Expression of Kingella kingae Type IV Pili Is Regulated by σ 54 , PilS, and PilR

Kingella kingae is a member of the Neisseriaceae and is being recognized increasingly as an important cause of serious disease in children. Recent work has demonstrated that K. kingae expresses type IV pili that mediate adherence to respiratory epithelial and synovial cells and are selected against during invasive disease. In the current study, we examined the genome of K. kingae strain 269-492 and identified homologs of the rpoN and the pilS and pilR genes that are essential for pilus expression in Pseudomonas aeruginosa but not in the pathogenic Neisseria species. The disruption of either rpoN or pilR in K. kingae resulted in a marked reduction in the level of transcript for the major pilus subunit (pilA1) and eliminated piliation. In contrast, the disruption of pilS resulted in only partial reduction in the level of pilA1 transcript and a partial decrease in piliation.

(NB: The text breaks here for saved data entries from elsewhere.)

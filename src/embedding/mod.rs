//! Embedding model abstraction, caching, and similarity helpers.
//!
//! The underlying model is a pluggable black box behind [`EmbeddingModel`]:
//! text in, fixed-dimension vector out. [`Embedder`] wraps a model with the
//! policy pieces — L2 normalization, dimension enforcement, and a bounded LRU
//! cache on the single-text path. The batch path bypasses the cache by design:
//! it serves bulk ingestion, not repeated lookups.

mod backends;

use crate::config::{Config, EmbeddingProvider};
use async_trait::async_trait;
use lru::LruCache;
use std::num::NonZeroUsize;
use std::sync::Mutex;
use thiserror::Error;

pub use backends::{BuiltinEmbeddingModel, HttpEmbeddingModel};

/// Errors raised by embedding generation.
#[derive(Debug, Error)]
pub enum EmbeddingError {
    /// Provider was unable to produce embeddings for the supplied input.
    #[error("Failed to generate embeddings: {0}")]
    Generation(String),
    /// Produced vector length does not match the configured dimension.
    #[error("Embedding dimension mismatch: expected {expected}, got {actual}")]
    DimensionMismatch {
        /// Dimension fixed by configuration.
        expected: usize,
        /// Dimension actually produced by the model.
        actual: usize,
    },
}

/// Interface implemented by embedding backends.
///
/// Batch calls are all-or-nothing: implementations never return partial
/// results for a failed request.
#[async_trait]
pub trait EmbeddingModel {
    /// Produce an embedding vector for one text.
    async fn embed(&self, text: &str) -> Result<Vec<f32>, EmbeddingError>;

    /// Produce an embedding vector for each supplied text, in order.
    async fn embed_batch(&self, texts: &[String]) -> Result<Vec<Vec<f32>>, EmbeddingError>;
}

/// Build the embedding backend selected by configuration.
pub fn build_model(config: &Config) -> Box<dyn EmbeddingModel + Send + Sync> {
    match config.embedding_provider {
        EmbeddingProvider::OpenAI => Box::new(HttpEmbeddingModel::new(
            config.embedding_url.clone(),
            config.embedding_api_key.clone(),
            config.embedding_model.clone(),
            config.embedding_batch_size,
        )),
        EmbeddingProvider::Builtin => {
            Box::new(BuiltinEmbeddingModel::new(config.embedding_dimension))
        }
    }
}

/// Caching wrapper around an [`EmbeddingModel`].
pub struct Embedder {
    model: Box<dyn EmbeddingModel + Send + Sync>,
    dimension: usize,
    cache: Mutex<LruCache<String, Vec<f32>>>,
}

impl Embedder {
    /// Wrap a model with the given fixed dimension and cache capacity.
    pub fn new(
        model: Box<dyn EmbeddingModel + Send + Sync>,
        dimension: usize,
        cache_capacity: usize,
    ) -> Self {
        let capacity = NonZeroUsize::new(cache_capacity.max(1))
            .expect("cache capacity is clamped to at least 1");
        Self {
            model,
            dimension,
            cache: Mutex::new(LruCache::new(capacity)),
        }
    }

    /// Build an embedder (model, dimension, cache) from the loaded configuration.
    pub fn from_config(config: &Config) -> Self {
        Self::new(
            build_model(config),
            config.embedding_dimension,
            config.embedding_cache_capacity,
        )
    }

    /// Embed a single text, memoized by exact text match.
    ///
    /// Cache hits return the previously computed vector without invoking the
    /// model; least-recently-used entries are evicted once capacity is
    /// reached.
    pub async fn embed_one(&self, text: &str) -> Result<Vec<f32>, EmbeddingError> {
        if let Some(vector) = self
            .cache
            .lock()
            .expect("embedding cache lock poisoned")
            .get(text)
        {
            return Ok(vector.clone());
        }

        let vector = self.check_dimension(l2_normalize(self.model.embed(text).await?))?;
        self.cache
            .lock()
            .expect("embedding cache lock poisoned")
            .put(text.to_string(), vector.clone());
        Ok(vector)
    }

    /// Embed a batch of texts, bypassing the cache entirely.
    pub async fn embed_many(&self, texts: &[String]) -> Result<Vec<Vec<f32>>, EmbeddingError> {
        if texts.is_empty() {
            return Ok(Vec::new());
        }

        let vectors = self.model.embed_batch(texts).await?;
        if vectors.len() != texts.len() {
            return Err(EmbeddingError::Generation(format!(
                "model returned {} vectors for {} inputs",
                vectors.len(),
                texts.len()
            )));
        }

        vectors
            .into_iter()
            .map(|vector| self.check_dimension(l2_normalize(vector)))
            .collect()
    }

    /// Drop every cached vector.
    pub fn clear_cache(&self) {
        self.cache
            .lock()
            .expect("embedding cache lock poisoned")
            .clear();
    }

    /// Number of vectors currently held by the cache.
    pub fn cached_entries(&self) -> usize {
        self.cache
            .lock()
            .expect("embedding cache lock poisoned")
            .len()
    }

    /// Dimension every produced vector must match.
    pub fn dimension(&self) -> usize {
        self.dimension
    }

    fn check_dimension(&self, vector: Vec<f32>) -> Result<Vec<f32>, EmbeddingError> {
        if vector.len() != self.dimension {
            return Err(EmbeddingError::DimensionMismatch {
                expected: self.dimension,
                actual: vector.len(),
            });
        }
        Ok(vector)
    }
}

/// Scale a vector to unit L2 norm; zero vectors are returned unchanged.
pub fn l2_normalize(mut vector: Vec<f32>) -> Vec<f32> {
    let norm = vector.iter().map(|value| value * value).sum::<f32>().sqrt();
    if norm > 0.0 {
        for value in &mut vector {
            *value /= norm;
        }
    }
    vector
}

/// Cosine similarity between two vectors.
///
/// Tolerates un-normalized inputs; either vector having zero norm yields 0.0.
pub fn cosine_similarity(a: &[f32], b: &[f32]) -> f32 {
    let dot: f32 = a.iter().zip(b.iter()).map(|(x, y)| x * y).sum();
    let norm_a: f32 = a.iter().map(|x| x * x).sum::<f32>().sqrt();
    let norm_b: f32 = b.iter().map(|x| x * x).sum::<f32>().sqrt();
    if norm_a == 0.0 || norm_b == 0.0 {
        return 0.0;
    }
    dot / (norm_a * norm_b)
}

Furthermore, the disruption of pilS in colony variants with high-density piliation resulted in variants with low-density piliation. Mutations in the promoter region of pilA1 and gel shift analysis demonstrated that both sigma(54) and PilR act directly at the pilA1 promoter, with PilR binding to two repetitive elements. These data suggest that the regulation of K. kingae type IV pilus expression is complex and multilayered, influenced by both the genetic state and environmental cues.